C’è chi ha cominciato la propria lunga marcia in via del Corso, sotto la tenda circense di Bettino Craxi, per poi continuare nel caravanserraglio dei miracolati senz’arte né parte che si affolla attorno a palazzo Grazioli. C’è chi invece, come la nostra (Sus)Anna Kuliscioff alla rovescia, ha sempre bazzicato il lugubre palazzo di corso Italia, sede della Confederazione Generale del Lavoro; troppo vicino a via Veneto, luogo iconico delle delizie dolcevitare della Capitale.

Comunque, ambienti in cui è assai facile intossicarsi con le delizie dei privilegi: la macchina blu con autista, gli alberghi a più stelle e i locali esclusivi, le scorte, gli ossequi e via seguitando.

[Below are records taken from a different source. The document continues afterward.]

//! Lifecycle hooks run by the store around every account write
//!
//! The store calls [`LifecycleController::apply`] (or one of the named hooks)
//! with the pending record before committing it. On `Ok` the record has been
//! validated and its password replaced by a derived credential where needed;
//! on `Err` the store must drop the write.

use std::sync::Arc;

use thiserror::Error;
use tracing::debug;

use super::credential::{CredentialError, CredentialHasher};
use super::entity::{Account, AccountField};
use super::validation::{AccountValidator, EntityValidator, ValidationError};

/// Why a pending write was rejected
#[derive(Debug, Error, Clone, PartialEq, Eq)]
pub enum LifecycleError {
    #[error("Validation failed: {}", join_messages(.0))]
    ValidationFailed(Vec<ValidationError>),

    #[error(transparent)]
    CredentialDerivation(#[from] CredentialError),
}

impl LifecycleError {
    pub fn is_validation(&self) -> bool {
        matches!(self, Self::ValidationFailed(_))
    }

    /// Rule violations carried by a validation failure
    pub fn validation_errors(&self) -> &[ValidationError] {
        match self {
            Self::ValidationFailed(errors) => errors,
            Self::CredentialDerivation(_) => &[],
        }
    }
}

fn join_messages(errors: &[ValidationError]) -> String {
    errors
        .iter()
        .map(|e| e.message.as_str())
        .collect::<Vec<_>>()
        .join(", ")
}

/// A pending mutation of a single account
#[derive(Debug, Clone, PartialEq, Eq)]
pub enum LifecycleEvent {
    /// First persist of a record
    Insert,
    /// Persist of an existing record; carries the names of the changed fields
    Update { changed_fields: Vec<String> },
}

impl LifecycleEvent {
    pub fn update<I, S>(changed_fields: I) -> Self
    where
        I: IntoIterator<Item = S>,
        S: Into<String>,
    {
        Self::Update {
            changed_fields: changed_fields.into_iter().map(Into::into).collect(),
        }
    }
}

/// Runs validation and credential derivation around account writes
#[derive(Debug)]
pub struct LifecycleController<H: CredentialHasher, V = AccountValidator> {
    hasher: Arc<H>,
    validator: V,
}

impl<H: CredentialHasher> LifecycleController<H> {
    pub fn new(hasher: Arc<H>) -> Self {
        Self::with_validator(hasher, AccountValidator::new())
    }
}

impl<H, V> LifecycleController<H, V>
where
    H: CredentialHasher,
    V: EntityValidator<Account>,
{
    pub fn with_validator(hasher: Arc<H>, validator: V) -> Self {
        Self { hasher, validator }
    }

    /// Dispatch a lifecycle event to the matching hook
    pub async fn apply(
        &self,
        event: &LifecycleEvent,
        account: &mut Account,
    ) -> Result<(), LifecycleError> {
        match event {
            LifecycleEvent::Insert => self.before_insert(account).await,
            LifecycleEvent::Update { changed_fields } => {
                let fields: Vec<&str> = changed_fields.iter().map(String::as_str).collect();
                self.before_update(account, &fields).await
            }
        }
    }

    /// Validate every field and replace the plaintext password with its credential
    pub async fn before_insert(&self, account: &mut Account) -> Result<(), LifecycleError> {
        let errors = self.validator.validate_all_fields(account);
        reject_if_invalid(errors)?;

        self.derive_credential(account).await
    }

    /// Validate the changed fields; re-derive the credential only if the password changed
    pub async fn before_update(
        &self,
        account: &mut Account,
        changed_fields: &[&str],
    ) -> Result<(), LifecycleError> {
        let errors = self.validator.validate_selected_fields(account, changed_fields);
        reject_if_invalid(errors)?;

        if changed_fields.contains(&AccountField::Password.as_str()) {
            self.derive_credential(account).await?;
        }

        Ok(())
    }

    async fn derive_credential(&self, account: &mut Account) -> Result<(), LifecycleError> {
        let credential = self.hasher.hash(account.password()).await?;
        account.set_password(credential);
        Ok(())
    }
}

fn reject_if_invalid(errors: Vec<ValidationError>) -> Result<(), LifecycleError> {
    if errors.is_empty() {
        return Ok(());
    }

    let fields: Vec<&str> = errors.iter().map(|e| e.field.as_str()).collect();
    debug!(?fields, "Rejecting account write");

    Err(LifecycleError::ValidationFailed(errors))
}

#[cfg(test)]
mod tests {
    use super::*;
    use crate::domain::account::credential::MockCredentialHasher;

    const VALID_PASSWORD: &str = "cGW&%Rnjjq3E4KJ9";
    const STORED_CREDENTIAL: &str = "$argon2id$v=19$m=19456,t=2,p=1$c2FsdA$aGFzaA";

    fn valid_account() -> Account {
        Account::new("Username", "user@example.com", VALID_PASSWORD)
    }

    /// Hasher that prefixes the plaintext so tests can see it ran
    fn tagging_hasher() -> MockCredentialHasher {
        let mut hasher = MockCredentialHasher::new();
        hasher
            .expect_hash()
            .returning(|plaintext| Ok(format!("hashed:{}", plaintext)));
        hasher
    }

    fn untouched_hasher() -> MockCredentialHasher {
        let mut hasher = MockCredentialHasher::new();
        hasher.expect_hash().never();
        hasher
    }

    fn controller(hasher: MockCredentialHasher) -> LifecycleController<MockCredentialHasher> {
        LifecycleController::new(Arc::new(hasher))
    }

    #[tokio::test]
    async fn test_insert_hashes_password() {
        let controller = controller(tagging_hasher());
        let mut account = valid_account();

        controller.before_insert(&mut account).await.unwrap();

        assert_ne!(account.password(), VALID_PASSWORD);
        assert_eq!(account.password(), format!("hashed:{}", VALID_PASSWORD));
    }

    #[tokio::test]
    async fn test_insert_rejects_short_username_without_hashing() {
        let controller = controller(untouched_hasher());
        let mut account = valid_account();
        account.set_username("U");

        let err = controller.before_insert(&mut account).await.unwrap_err();

        assert!(err.is_validation());
        assert_eq!(err.validation_errors().len(), 1);
        assert_eq!(err.validation_errors()[0].field, AccountField::Username);
        assert_eq!(account.password(), VALID_PASSWORD);
    }

    #[tokio::test]
    async fn test_insert_reports_all_invalid_fields() {
        let controller = controller(untouched_hasher());
        let mut account = Account::new("U", "nope", "weak");

        let err = controller.before_insert(&mut account).await.unwrap_err();

        let fields: Vec<AccountField> = err.validation_errors().iter().map(|e| e.field).collect();
        assert_eq!(
            fields,
            vec![AccountField::Username, AccountField::Email, AccountField::Password]
        );
    }

    #[tokio::test]
    async fn test_insert_hash_failure_leaves_password_untouched() {
        let mut hasher = MockCredentialHasher::new();
        hasher
            .expect_hash()
            .returning(|_| Err(CredentialError::derivation("out of memory")));
        let controller = controller(hasher);
        let mut account = valid_account();

        let err = controller.before_insert(&mut account).await.unwrap_err();

        assert_eq!(
            err,
            LifecycleError::CredentialDerivation(CredentialError::derivation("out of memory"))
        );
        assert!(!err.is_validation());
        assert!(err.validation_errors().is_empty());
        assert_eq!(account.password(), VALID_PASSWORD);
    }

    #[tokio::test]
    async fn test_update_checks_only_changed_fields() {
        let controller = controller(untouched_hasher());
        // Password is also invalid, but it did not change
        let mut account = Account::new("U", "user@example.com", "weak");

        let err = controller
            .before_update(&mut account, &["username"])
            .await
            .unwrap_err();

        let fields: Vec<AccountField> = err.validation_errors().iter().map(|e| e.field).collect();
        assert_eq!(fields, vec![AccountField::Username]);
        assert_eq!(account.password(), "weak");
    }

    #[tokio::test]
    async fn test_update_rehashes_changed_password() {
        let controller = controller(tagging_hasher());
        let mut account = valid_account();
        account.set_password("N3w&Passw0rd");

        controller
            .before_update(&mut account, &["password"])
            .await
            .unwrap();

        assert_eq!(account.password(), "hashed:N3w&Passw0rd");
    }

    #[tokio::test]
    async fn test_update_hash_failure_leaves_password_untouched() {
        let mut hasher = MockCredentialHasher::new();
        hasher
            .expect_hash()
            .times(1)
            .returning(|_| Err(CredentialError::derivation("out of memory")));
        let controller = controller(hasher);
        let mut account = valid_account();
        account.set_password("N3w&Passw0rd");

        let err = controller
            .before_update(&mut account, &["username", "password"])
            .await
            .unwrap_err();

        assert!(matches!(err, LifecycleError::CredentialDerivation(_)));
        assert!(!err.is_validation());
        assert_eq!(account.password(), "N3w&Passw0rd");
        assert_eq!(account.username(), "Username");
    }

    #[tokio::test]
    async fn test_update_without_password_change_keeps_credential() {
        let controller = controller(untouched_hasher());
        let mut account = Account::new("NewName", "user@example.com", STORED_CREDENTIAL);

        controller
            .before_update(&mut account, &["username"])
            .await
            .unwrap();

        assert_eq!(account.password(), STORED_CREDENTIAL);
    }

    #[tokio::test]
    async fn test_update_with_no_changed_fields_is_noop() {
        let controller = controller(untouched_hasher());
        let mut account = Account::new("U", "nope", STORED_CREDENTIAL);
        let before = account.clone();

        controller.before_update(&mut account, &[]).await.unwrap();

        assert_eq!(account, before);
    }

    #[tokio::test]
    async fn test_update_rejects_weak_password() {
        let controller = controller(untouched_hasher());
        let mut account = valid_account();
        account.set_password("password");

        let err = controller
            .before_update(&mut account, &["password"])
            .await
            .unwrap_err();

        assert_eq!(err.validation_errors()[0].field, AccountField::Password);
        assert_eq!(account.password(), "password");
    }

    #[tokio::test]
    async fn test_apply_dispatches_events() {
        let controller = controller(tagging_hasher());

        let mut inserted = valid_account();
        controller
            .apply(&LifecycleEvent::Insert, &mut inserted)
            .await
            .unwrap();
        assert_eq!(inserted.password(), format!("hashed:{}", VALID_PASSWORD));

        let mut updated = Account::new("Username", "user@example.com", STORED_CREDENTIAL);
        controller
            .apply(&LifecycleEvent::update(["email"]), &mut updated)
            .await
            .unwrap();
        assert_eq!(updated.password(), STORED_CREDENTIAL);
    }

    #[test]
    fn test_validation_failed_message() {
        let err = LifecycleError::ValidationFailed(vec![
            ValidationError::new(AccountField::Username, "Incorrect username"),
            ValidationError::new(AccountField::Email, "Incorrect email"),
        ]);

        assert_eq!(
            err.to_string(),
            "Validation failed: Incorrect username, Incorrect email"
        );
    }
}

Tutti vantaggi che fanno sentire importanti e che producono pericolosa dipendenza. Soprattutto, creano una solidarietà bipartisan tra privilegiati che automaticamente si trasforma in spirito di corporazione, un comune sentire da oligarchi. E – al tempo stesso – induce un immediato fastidio militarizzato nei confronti si chi si azzarda a disturbare il manovratore. Pretesa che deve essere bloccata sul nascere e che, in tempi arroganti come gli attuali, arriva a produrre norme difensive a tutela dell’inviolabilità del comando verticistico.

Disposizioni che saranno narrate come esercizio di responsabilità, come risposta eccezionale a situazioni eccezionali, ma che – in effetti – sono semplicemente dettate dal considerare intollerabili i diritti generali e il controllo democratico.

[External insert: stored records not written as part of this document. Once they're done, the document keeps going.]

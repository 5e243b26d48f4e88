//! Account service for registration, updates and credential checks

use std::sync::Arc;

use tracing::{debug, info};

use crate::domain::account::{Account, AccountChanges, AccountId, AccountStore, CredentialHasher};
use crate::domain::DomainError;

/// Request for creating a new account
#[derive(Debug, Clone)]
pub struct CreateAccountRequest {
    pub username: String,
    pub email: String,
    pub password: String,
}

/// Account service on top of a store and a hasher.
///
/// Validation and hashing of writes happen inside the store's lifecycle
/// hooks; the service only needs the hasher to check credentials.
#[derive(Debug)]
pub struct AccountService<S: AccountStore, H: CredentialHasher> {
    store: Arc<S>,
    hasher: Arc<H>,
}

impl<S: AccountStore, H: CredentialHasher> AccountService<S, H> {
    pub fn new(store: Arc<S>, hasher: Arc<H>) -> Self {
        Self { store, hasher }
    }

    /// Create a new account
    pub async fn create(&self, request: CreateAccountRequest) -> Result<Account, DomainError> {
        let account = Account::new(request.username, request.email, request.password);
        let stored = self.store.insert(account).await?;

        info!(account_id = ?stored.id(), "Account created");
        Ok(stored)
    }

    /// Apply a partial update to an account
    pub async fn update(
        &self,
        id: AccountId,
        changes: AccountChanges,
    ) -> Result<Account, DomainError> {
        self.store.update(id, changes).await
    }

    pub async fn get(&self, id: AccountId) -> Result<Option<Account>, DomainError> {
        self.store.get(id).await
    }

    /// Remove an account, returning whether it existed
    pub async fn remove(&self, id: AccountId) -> Result<bool, DomainError> {
        Ok(self.store.remove(id).await?.is_some())
    }

    /// Find the account matching a username and plaintext password
    pub async fn authenticate(
        &self,
        username: &str,
        password: &str,
    ) -> Result<Option<Account>, DomainError> {
        let account = match self.store.find_by_username(username).await? {
            Some(a) => a,
            None => return Ok(None),
        };

        if !self.hasher.verify(password, account.password()).await {
            debug!(account_id = ?account.id(), "Password mismatch");
            return Ok(None);
        }

        Ok(Some(account))
    }
}

#[cfg(test)]
mod tests {
    use super::*;
    use crate::domain::account::LifecycleController;
    use crate::infrastructure::account::{Argon2Cost, Argon2Hasher, InMemoryAccountStore};

    const PASSWORD: &str = "cGW&%Rnjjq3E4KJ9";

    type TestService = AccountService<InMemoryAccountStore<Argon2Hasher>, Argon2Hasher>;

    fn service() -> TestService {
        let cost = Argon2Cost {
            memory_kib: 1024,
            iterations: 1,
            parallelism: 1,
        };
        let hasher = Arc::new(Argon2Hasher::with_cost("service-secret", cost).unwrap());
        let lifecycle = Arc::new(LifecycleController::new(Arc::clone(&hasher)));
        let store = Arc::new(InMemoryAccountStore::new(lifecycle));
        AccountService::new(store, hasher)
    }

    fn request(username: &str, email: &str, password: &str) -> CreateAccountRequest {
        CreateAccountRequest {
            username: username.to_string(),
            email: email.to_string(),
            password: password.to_string(),
        }
    }

    #[tokio::test]
    async fn test_create_stores_credential_not_plaintext() {
        let service = service();

        let account = service
            .create(request("Username", "user@example.com", PASSWORD))
            .await
            .unwrap();

        assert!(account.id().is_some());
        assert_ne!(account.password(), PASSWORD);
        assert!(account.password().starts_with("$argon2id$"));
    }

    #[tokio::test]
    async fn test_create_invalid_account() {
        let service = service();

        let err = service
            .create(request("U", "user@example.com", PASSWORD))
            .await
            .unwrap_err();

        assert!(err.is_client_error());
        assert!(service.get(AccountId::new(1)).await.unwrap().is_none());
    }

    #[tokio::test]
    async fn test_authenticate() {
        let service = service();
        service
            .create(request("Username", "user@example.com", PASSWORD))
            .await
            .unwrap();

        let found = service.authenticate("Username", PASSWORD).await.unwrap();
        assert_eq!(found.unwrap().username(), "Username");

        assert!(service.authenticate("Username", "Wr0ng&Pass").await.unwrap().is_none());
        assert!(service.authenticate("nobody", PASSWORD).await.unwrap().is_none());
    }

    #[tokio::test]
    async fn test_authenticate_after_password_change() {
        let service = service();
        let account = service
            .create(request("Username", "user@example.com", PASSWORD))
            .await
            .unwrap();

        service
            .update(
                account.id().unwrap(),
                AccountChanges::default().password("N3w&Passw0rd"),
            )
            .await
            .unwrap();

        assert!(service.authenticate("Username", PASSWORD).await.unwrap().is_none());
        assert!(service.authenticate("Username", "N3w&Passw0rd").await.unwrap().is_some());
    }

    #[tokio::test]
    async fn test_authenticate_after_username_change() {
        let service = service();
        let account = service
            .create(request("Username", "user@example.com", PASSWORD))
            .await
            .unwrap();

        service
            .update(account.id().unwrap(), AccountChanges::default().username("Renamed"))
            .await
            .unwrap();

        // The stored credential must not have been hashed a second time
        assert!(service.authenticate("Renamed", PASSWORD).await.unwrap().is_some());
    }

    #[tokio::test]
    async fn test_get_and_remove() {
        let service = service();
        let account = service
            .create(request("Username", "user@example.com", PASSWORD))
            .await
            .unwrap();
        let id = account.id().unwrap();

        assert!(service.get(id).await.unwrap().is_some());
        assert!(service.remove(id).await.unwrap());
        assert!(!service.remove(id).await.unwrap());
        assert!(service.get(id).await.unwrap().is_none());
    }
}
//! API layer - HTTP endpoints

pub mod accounts;
pub mod health;
pub mod router;
pub mod state;
pub mod types;

pub use router::create_router;
pub use state::AppState;
//! Configuration management subsystem.
//!
//! # Data Flow
//! ```text
//! config file (TOML)
//!     → loader.rs (parse & deserialize)
//!     → validation.rs (semantic checks)
//!     → AppConfig (validated, immutable)
//!     → CLI overrides applied in main
//! ```
//!
//! # Design Decisions
//! - Config is immutable once loaded
//! - All fields have defaults to allow minimal configs
//! - Validation separates syntactic (serde) from semantic checks

pub mod loader;
pub mod schema;
pub mod validation;

pub use loader::{load_config, ConfigError};
pub use schema::AppConfig;
pub use schema::ExportRetryConfig;
pub use schema::ListenerConfig;
pub use schema::LogFormat;
pub use schema::ObservabilityConfig;
pub use schema::TelemetryConfig;
pub use validation::{validate_config, ValidationError};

In tale opera, particolarmente determinate e proterve sono proprio le mezze calzette, che solo la lunga militanza obbediente al Potere per il Potere ha spinto sempre più in alto; allontanandole dalla nuda mediocrità da cui provengono e in cui non intendono ripiombare, costi quello che costi.

In questi giorni l’editore Chiarelettere ripubblica, con la prefazione di Paolo Flores d’Arcais, il saggio cinquecentesco di un amico di Montaigne: il grande quanto dimenticato intellettuale protoilluminista Étienne de La Boétie. Si tratta del Discorso sulla servitù volontaria. Probabilmente il primo esempio di quella critica dei rapporti di dominio su cui si fonda il pensiero liberale correttamente inteso.

Nell’antico testo troviamo un’intuizione che aiuta a capire il motivo per cui il segretario generale di un’organizzazione che si proclama a difesa dei diritti del lavoro può sottoscrivere scelte che li calpestano: il proprio personale potere si difende grazie alla volontà (e alla voluttà) di servire il Potere nella sua forma più astratta e pura.

Forse il motivo per cui – invece – Maurizio Landini e quelli della Fiom non si assoggettano all’andazzo sta anche nel fatto che loro bazzicano molto di più le fabbriche e i colletti blu, tenendosi a distanza di guardia da quei Palazzi che una come la Camusso considera la propria massima aspirazione frequentare. Condividendo con gli altri frequentatori l’esigenza di sottrarli agli sguardi non autorizzati della gente comune. Appunto, per meglio anestetizzarne la pretesa irresponsabile di esprimere la propria opinione.